We’ve been watching the TV series Yellowstone these past couple of weeks. It’s well-acted and the writing is intense, violence always threatened to break out anywhere. The series is supposedly set in Montana and near Bozeman. Indeed some of the street scenes are of Bozeman, meaning a movie crew did some filming there, but without the actors in the series.
The series stars Kevin Costner as owner of the Yellowstone John Dutton Ranch, a massive complex that appears to be located in Paradise Valley near Livingston, Montana. In real life, the outdoor sequences were filmed near Darby, Montana, a small town located near the far western border of the state. Indoor sequences are shot on massive sound stages in Park City, Utah.

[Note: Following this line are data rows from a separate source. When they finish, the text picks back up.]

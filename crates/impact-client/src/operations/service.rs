//! The transport seam the operations poll through.

use impact_api::Client;
use impact_api::ClientError;
use impact_api::schemas::{
    ArtifactMetaResponse, AsyncStatusResponse, ExecutionStatusResponse, ExternalResultResponse,
    FmuSetupRequest, FmuSetupResponse, ProjectContentResponse, ProjectResponse,
    WorkspaceResponse,
};

/// Status queries, cancel requests and resource fetches needed by the
/// operations. Implemented by [`impact_api::Client`].
pub trait OperationService: Send + Sync {
    fn fmu_setup(
        &self,
        workspace_id: &str,
        body: &FmuSetupRequest,
        get_cached: bool,
    ) -> Result<FmuSetupResponse, ClientError>;

    fn compile_model(&self, workspace_id: &str, fmu_id: &str) -> Result<(), ClientError>;

    fn compile_status(
        &self,
        workspace_id: &str,
        fmu_id: &str,
    ) -> Result<ExecutionStatusResponse, ClientError>;

    fn compile_cancel(&self, workspace_id: &str, fmu_id: &str) -> Result<(), ClientError>;

    fn execute_status(
        &self,
        workspace_id: &str,
        exp_id: &str,
    ) -> Result<ExecutionStatusResponse, ClientError>;

    fn execute_cancel(&self, workspace_id: &str, exp_id: &str) -> Result<(), ClientError>;

    fn case_get(
        &self,
        workspace_id: &str,
        exp_id: &str,
        case_id: &str,
    ) -> Result<serde_json::Value, ClientError>;

    fn case_result_variables_get(
        &self,
        workspace_id: &str,
        exp_id: &str,
        case_id: &str,
    ) -> Result<Vec<String>, ClientError>;

    fn case_artifacts_meta_get(
        &self,
        workspace_id: &str,
        exp_id: &str,
        case_id: &str,
    ) -> Result<Vec<ArtifactMetaResponse>, ClientError>;

    fn import_status(&self, location: &str) -> Result<AsyncStatusResponse, ClientError>;

    fn export_status(&self, location: &str) -> Result<AsyncStatusResponse, ClientError>;

    fn workspace_conversion_status(
        &self,
        location: &str,
    ) -> Result<AsyncStatusResponse, ClientError>;

    fn export_download(&self, download_uri: &str) -> Result<Vec<u8>, ClientError>;

    fn project_get(&self, project_id: &str) -> Result<ProjectResponse, ClientError>;

    fn project_content_get(
        &self,
        project_id: &str,
        content_id: &str,
    ) -> Result<ProjectContentResponse, ClientError>;

    fn workspace_get(&self, workspace_id: &str) -> Result<WorkspaceResponse, ClientError>;

    fn external_result_get(&self, result_id: &str)
    -> Result<ExternalResultResponse, ClientError>;
}

impl OperationService for Client {
    fn fmu_setup(
        &self,
        workspace_id: &str,
        body: &FmuSetupRequest,
        get_cached: bool,
    ) -> Result<FmuSetupResponse, ClientError> {
        Client::fmu_setup(self, workspace_id, body, get_cached)
    }

    fn compile_model(&self, workspace_id: &str, fmu_id: &str) -> Result<(), ClientError> {
        Client::compile_model(self, workspace_id, fmu_id)
    }

    fn compile_status(
        &self,
        workspace_id: &str,
        fmu_id: &str,
    ) -> Result<ExecutionStatusResponse, ClientError> {
        Client::compile_status(self, workspace_id, fmu_id)
    }

    fn compile_cancel(&self, workspace_id: &str, fmu_id: &str) -> Result<(), ClientError> {
        Client::compile_cancel(self, workspace_id, fmu_id)
    }

    fn execute_status(
        &self,
        workspace_id: &str,
        exp_id: &str,
    ) -> Result<ExecutionStatusResponse, ClientError> {
        Client::execute_status(self, workspace_id, exp_id)
    }

    fn execute_cancel(&self, workspace_id: &str, exp_id: &str) -> Result<(), ClientError> {
        Client::execute_cancel(self, workspace_id, exp_id)
    }

    fn case_get(
        &self,
        workspace_id: &str,
        exp_id: &str,
        case_id: &str,
    ) -> Result<serde_json::Value, ClientError> {
        Client::case_get(self, workspace_id, exp_id, case_id)
    }

    fn case_result_variables_get(
        &self,
        workspace_id: &str,
        exp_id: &str,
        case_id: &str,
    ) -> Result<Vec<String>, ClientError> {
        Client::case_result_variables_get(self, workspace_id, exp_id, case_id)
    }

    fn case_artifacts_meta_get(
        &self,
        workspace_id: &str,
        exp_id: &str,
        case_id: &str,
    ) -> Result<Vec<ArtifactMetaResponse>, ClientError> {
        Client::case_artifacts_meta_get(self, workspace_id, exp_id, case_id)
    }

    fn import_status(&self, location: &str) -> Result<AsyncStatusResponse, ClientError> {
        Client::import_status(self, location)
    }

    fn export_status(&self, location: &str) -> Result<AsyncStatusResponse, ClientError> {
        Client::export_status(self, location)
    }

    fn workspace_conversion_status(
        &self,
        location: &str,
    ) -> Result<AsyncStatusResponse, ClientError> {
        Client::workspace_conversion_status(self, location)
    }

    fn export_download(&self, download_uri: &str) -> Result<Vec<u8>, ClientError> {
        Client::export_download(self, download_uri)
    }

    fn project_get(&self, project_id: &str) -> Result<ProjectResponse, ClientError> {
        Client::project_get(self, project_id)
    }

    fn project_content_get(
        &self,
        project_id: &str,
        content_id: &str,
    ) -> Result<ProjectContentResponse, ClientError> {
        Client::project_content_get(self, project_id, content_id)
    }

    fn workspace_get(&self, workspace_id: &str) -> Result<WorkspaceResponse, ClientError> {
        Client::workspace_get(self, workspace_id)
    }

    fn external_result_get(
        &self,
        result_id: &str,
    ) -> Result<ExternalResultResponse, ClientError> {
        Client::external_result_get(self, result_id)
    }
}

This post has very little to do with that series. But I will mention one scene. Monica Dutton is a Native American, the wife of Kayce Dutton, John’s son. In one scene she is in a fancy dress shop looking for clothing, and the owner or employee is watching her closely because she is Native. She sets it up to make it look like Monica stole a necklace, and the police are called.
She is guilty until proven innocent, and the police force her to undress in front of them to prove she is not hiding anything. She calls John Dutton’s daughter, Beth, who is in the downtown area, and Beth comes and tears up the joint, and everyone regrets having crossed Monica. The store owner confesses that it was all because of the color of her skin.

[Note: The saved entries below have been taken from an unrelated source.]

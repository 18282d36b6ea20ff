/*!
Constructeurs d'enveloppes pour les flux Ambion

Produisent des payloads JSON conformes aux flux assets et métriques capteur,
pour alimenter les tests et les outils de développement sans recopier la
structure des messages à la main.
*/

use serde_json::{json, Value};
use std::collections::HashMap;

/// Construit un message asset du flux topologie
#[derive(Debug, Clone)]
pub struct AssetBuilder {
    name: String,
    operation: String,
    aux: HashMap<String, String>,
    ext: HashMap<String, String>,
}

impl AssetBuilder {
    pub fn new<S: Into<String>>(name: S, operation: S) -> Self {
        let mut aux = HashMap::new();
        aux.insert("status".to_string(), "active".to_string());
        Self {
            name: name.into(),
            operation: operation.into(),
            aux,
            ext: HashMap::new(),
        }
    }

    /// Un datacenter : racine de topologie, sans parent
    pub fn datacenter(name: &str) -> Self {
        Self::new(name, "create").aux_entry("type", "datacenter").aux_entry("subtype", "N_A")
    }

    /// Un conteneur (room, row, rack) rattaché à son parent physique
    pub fn container(name: &str, kind: &str, parent: &str) -> Self {
        Self::new(name, "create").aux_entry("type", kind).aux_entry("parent_name.1", parent)
    }

    /// Un capteur rattaché à son asset logique, avec son rôle input/output
    pub fn sensor(name: &str, logical_asset: &str, function: &str) -> Self {
        Self::new(name, "create")
            .aux_entry("type", "device")
            .aux_entry("subtype", "sensor")
            .ext_entry("logical_asset", logical_asset)
            .ext_entry("sensor_function", function)
    }

    pub fn operation<S: Into<String>>(mut self, operation: S) -> Self {
        self.operation = operation.into();
        self
    }

    pub fn status(self, status: &str) -> Self {
        self.aux_entry("status", status)
    }

    pub fn aux_entry(mut self, key: &str, value: &str) -> Self {
        self.aux.insert(key.to_string(), value.to_string());
        self
    }

    pub fn ext_entry(mut self, key: &str, value: &str) -> Self {
        self.ext.insert(key.to_string(), value.to_string());
        self
    }

    pub fn build(&self) -> Value {
        json!({
            "name": self.name,
            "operation": self.operation,
            "aux": self.aux,
            "ext": self.ext,
        })
    }
}

/// Construit une métrique brute du flux capteurs
#[derive(Debug, Clone)]
pub struct MetricBuilder {
    quantity: String,
    device: String,
    value: String,
    unit: String,
    ttl: u32,
    time: i64,
    sensor: Option<String>,
}

impl MetricBuilder {
    pub fn new(quantity: &str, device: &str, value: &str, unit: &str) -> Self {
        Self {
            quantity: quantity.to_string(),
            device: device.to_string(),
            value: value.to_string(),
            unit: unit.to_string(),
            ttl: 60,
            time: chrono::Utc::now().timestamp(),
            sensor: None,
        }
    }

    /// Capteur émetteur (aux.sname)
    pub fn sensor(mut self, sname: &str) -> Self {
        self.sensor = Some(sname.to_string());
        self
    }

    pub fn ttl(mut self, ttl: u32) -> Self {
        self.ttl = ttl;
        self
    }

    /// Horodatage de la mesure (secondes unix)
    pub fn time(mut self, time: i64) -> Self {
        self.time = time;
        self
    }

    pub fn build(&self) -> Value {
        let mut aux = HashMap::new();
        if let Some(sname) = &self.sensor {
            aux.insert("sname".to_string(), sname.clone());
        }
        json!({
            "type": self.quantity,
            "name": self.device,
            "value": self.value,
            "unit": self.unit,
            "ttl": self.ttl,
            "time": self.time,
            "aux": aux,
        })
    }
}

#[cfg(test)]
mod tests {
    use super::*;

    #[test]
    fn test_sensor_asset_payload() {
        let payload = AssetBuilder::sensor("sensor-1", "rack-7", "input").build();
        assert_eq!(payload["name"], "sensor-1");
        assert_eq!(payload["operation"], "create");
        assert_eq!(payload["aux"]["type"], "device");
        assert_eq!(payload["aux"]["subtype"], "sensor");
        assert_eq!(payload["aux"]["status"], "active");
        assert_eq!(payload["ext"]["logical_asset"], "rack-7");
        assert_eq!(payload["ext"]["sensor_function"], "input");
    }

    #[test]
    fn test_container_and_datacenter_payloads() {
        let dc = AssetBuilder::datacenter("dc-1").build();
        assert_eq!(dc["aux"]["type"], "datacenter");

        let row = AssetBuilder::container("row-a", "row", "room-1").build();
        assert_eq!(row["aux"]["type"], "row");
        assert_eq!(row["aux"]["parent_name.1"], "room-1");
    }

    #[test]
    fn test_operation_and_status_overrides() {
        let gone = AssetBuilder::sensor("sensor-1", "rack-7", "input")
            .operation("update")
            .status("retired")
            .build();
        assert_eq!(gone["operation"], "update");
        assert_eq!(gone["aux"]["status"], "retired");
    }

    #[test]
    fn test_metric_payload() {
        let payload = MetricBuilder::new("humidity.0", "HM1", "40", "%")
            .sensor("sensor-1")
            .ttl(30)
            .time(1_700_000_000)
            .build();
        assert_eq!(payload["type"], "humidity.0");
        assert_eq!(payload["name"], "HM1");
        assert_eq!(payload["value"], "40");
        assert_eq!(payload["ttl"], 30);
        assert_eq!(payload["time"], 1_700_000_000i64);
        assert_eq!(payload["aux"]["sname"], "sensor-1");
    }

    #[test]
    fn test_metric_defaults() {
        let payload = MetricBuilder::new("temperature.0", "TH1", "21", "C").build();
        assert_eq!(payload["ttl"], 60);
        assert!(payload["time"].as_i64().unwrap() > 0);
        assert!(payload["aux"].as_object().unwrap().is_empty());
    }
}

Monica, seen to the right here, is not even made up to look Native, and is actually whiter than the store owner! There goes willing suspension of disbelief.
Kate Asbille, the actress who plays Monica, is of Chinese descent.

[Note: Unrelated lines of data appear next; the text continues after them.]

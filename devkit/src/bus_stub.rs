/*!
Mock du client bus pour développement sans broker

Permet de développer et tester autour des flux Ambion sans démarrer un broker
MQTT réel. Enregistre toutes les publications et abonnements, et permet de
simuler la réception de messages sur les flux assets et métriques.
*/

use anyhow::Result;
use rumqttc::QoS;
use std::sync::{Arc, Mutex};
use tokio::sync::mpsc;

#[derive(Debug, Clone)]
pub struct MockMessage {
    pub topic: String,
    pub payload: Vec<u8>,
    pub qos: QoS,
    pub retain: bool,
}

/// Mock du client bus qui simule rumqttc::AsyncClient
#[derive(Clone)]
pub struct MockBusClient {
    published_messages: Arc<Mutex<Vec<MockMessage>>>,
    subscriptions: Arc<Mutex<Vec<String>>>,
    message_sender: Arc<Mutex<Option<mpsc::UnboundedSender<MockMessage>>>>,
}

impl MockBusClient {
    pub fn new() -> Self {
        Self {
            published_messages: Arc::new(Mutex::new(Vec::new())),
            subscriptions: Arc::new(Mutex::new(Vec::new())),
            message_sender: Arc::new(Mutex::new(None)),
        }
    }

    /// Configuration d'un channel pour recevoir les messages simulés
    pub fn setup_receiver(&self) -> mpsc::UnboundedReceiver<MockMessage> {
        let (sender, receiver) = mpsc::unbounded_channel();
        *self.message_sender.lock().unwrap() = Some(sender);
        receiver
    }

    /// Simule la publication d'un message (compatible avec AsyncClient)
    pub async fn publish<S, V>(&self, topic: S, qos: QoS, retain: bool, payload: V) -> Result<()>
    where
        S: Into<String>,
        V: Into<Vec<u8>>,
    {
        let message = MockMessage {
            topic: topic.into(),
            payload: payload.into(),
            qos,
            retain,
        };

        self.published_messages.lock().unwrap().push(message.clone());

        log::info!("📤 [MOCK] Published to {}: {} bytes", message.topic, message.payload.len());
        Ok(())
    }

    /// Simule l'abonnement à un flux (compatible avec AsyncClient)
    pub async fn subscribe<S: Into<String>>(&self, topic: S, _qos: QoS) -> Result<()> {
        let topic = topic.into();
        self.subscriptions.lock().unwrap().push(topic.clone());
        log::info!("📥 [MOCK] Subscribed to {}", topic);
        Ok(())
    }

    /// Simule la réception d'un message sur un flux (pour tests)
    pub async fn simulate_incoming<S, V>(&self, topic: S, payload: V) -> Result<()>
    where
        S: Into<String>,
        V: Into<Vec<u8>>,
    {
        let message = MockMessage {
            topic: topic.into(),
            payload: payload.into(),
            qos: QoS::AtLeastOnce,
            retain: false,
        };

        if let Some(sender) = self.message_sender.lock().unwrap().as_ref() {
            sender.send(message.clone()).map_err(|e| anyhow::anyhow!("Send error: {}", e))?;
        }

        log::info!("📨 [MOCK] Simulated incoming: {}", message.topic);
        Ok(())
    }

    /// Récupère tous les messages publiés (pour assertions de tests)
    pub fn get_published_messages(&self) -> Vec<MockMessage> {
        self.published_messages.lock().unwrap().clone()
    }

    /// Récupère les abonnements (pour assertions de tests)
    pub fn get_subscriptions(&self) -> Vec<String> {
        self.subscriptions.lock().unwrap().clone()
    }

    /// Trouve les messages publiés sur un flux donné
    pub fn find_messages_by_topic(&self, topic: &str) -> Vec<MockMessage> {
        self.published_messages
            .lock()
            .unwrap()
            .iter()
            .filter(|msg| msg.topic == topic)
            .cloned()
            .collect()
    }

    /// Parse le dernier message d'un flux en JSON
    pub fn get_last_json_message<T>(&self, topic: &str) -> Result<Option<T>>
    where
        T: for<'de> serde::Deserialize<'de>,
    {
        let messages = self.find_messages_by_topic(topic);
        if let Some(last_msg) = messages.last() {
            let parsed: T = serde_json::from_slice(&last_msg.payload)?;
            Ok(Some(parsed))
        } else {
            Ok(None)
        }
    }

    /// Reset tous les messages enregistrés
    pub fn clear(&self) {
        self.published_messages.lock().unwrap().clear();
        self.subscriptions.lock().unwrap().clear();
    }
}

impl Default for MockBusClient {
    fn default() -> Self {
        Self::new()
    }
}

#[cfg(test)]
mod tests {
    use super::*;
    use crate::envelopes::{AssetBuilder, MetricBuilder};
    use serde_json::Value;

    #[tokio::test]
    async fn test_mock_client_publish_subscribe() {
        let client = MockBusClient::new();

        client.subscribe("ambion/assets@v1", QoS::AtLeastOnce).await.unwrap();
        client.subscribe("ambion/metrics/sensor@v1", QoS::AtLeastOnce).await.unwrap();
        assert_eq!(
            client.get_subscriptions(),
            vec!["ambion/assets@v1", "ambion/metrics/sensor@v1"]
        );

        let payload = serde_json::to_vec(&AssetBuilder::datacenter("dc-1").build()).unwrap();
        client.publish("ambion/assets@v1", QoS::AtLeastOnce, false, payload.clone()).await.unwrap();

        let messages = client.get_published_messages();
        assert_eq!(messages.len(), 1);
        assert_eq!(messages[0].topic, "ambion/assets@v1");
        assert_eq!(messages[0].payload, payload);
    }

    #[tokio::test]
    async fn test_simulated_incoming_metric() {
        let client = MockBusClient::new();
        let mut receiver = client.setup_receiver();

        let payload = serde_json::to_vec(
            &MetricBuilder::new("humidity.0", "HM1", "40", "%").sensor("sensor-1").build(),
        )
        .unwrap();
        client.simulate_incoming("ambion/metrics/sensor@v1", payload).await.unwrap();

        let received = receiver.recv().await.unwrap();
        assert_eq!(received.topic, "ambion/metrics/sensor@v1");
        let value: Value = serde_json::from_slice(&received.payload).unwrap();
        assert_eq!(value["aux"]["sname"], "sensor-1");
    }

    #[tokio::test]
    async fn test_last_json_message() {
        let client = MockBusClient::new();

        for value in ["40", "70"] {
            let payload = serde_json::to_vec(
                &MetricBuilder::new("humidity.0", "HM1", value, "%").sensor("sensor-1").build(),
            )
            .unwrap();
            client.publish("ambion/metrics/sensor@v1", QoS::AtLeastOnce, false, payload).await.unwrap();
        }

        let last: Option<Value> = client.get_last_json_message("ambion/metrics/sensor@v1").unwrap();
        assert_eq!(last.unwrap()["value"], "70");

        client.clear();
        assert!(client.get_published_messages().is_empty());
    }
}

She and Kayce have a son, Tate, who I could not find out much about, but who is supposedly half Native, and is whiter than white.
The part of Thomas Rainwater, tribal leader on the nearby reservation, is played by Gil Birmingham, who at least has some Comanche in him, and therefore looks somewhat Native.
Other actors who have played Native Americans are not Native. In the series Longmire, the part of Henry Standing Bear is played by Lou Diamond Phillips, who is Filipino and Scotch.
Jacob Nighthorse, owner of an Indian casino in Longmire, is the prduct of a Mexican father and an American mother from South Carolina.
Indeed, these are all good actors. and I know the reasons for not choosing Native Americans to play Native American parts … dare I say it? Kate Asbille is a beautiful woman of Asian descent, and Lou Diamond Phillips is an attractive part-Asian man whose skin tone is dark enough to pull that off.
People of different races are often not attractive to one another, and that is as far as I can go without treading in racist waters. It is a difficult subject to broach, but the reason that Asbille was chosen for the part of Monica was for viewership’s sake, that white audiences want beautiful women in key roles. So they chose a Chinese woman and gave her a Native name: Monica Long Spear.
There was in the Longmire series one Native American character that was actually played by a Native: Graham Greene, who played the truly evil Malachi Strand. He’s a great actor, with a career that has spanned decades. He played Kicking Bird in Costner’s Dances With Wolves.
It has been this way from the beginning of Hollywood, Native Americans played by actors usually of European descent. Native Americans need not apply.
Of course, there was a need for an Indian Chief in the movie Blazing Saddles. That part was played, for laughs I must remind you, by Mel Brooks, who spoke not Sioux, but Yiddish. Brooks appears as the Indian Chief at about 1:15 in the above clip.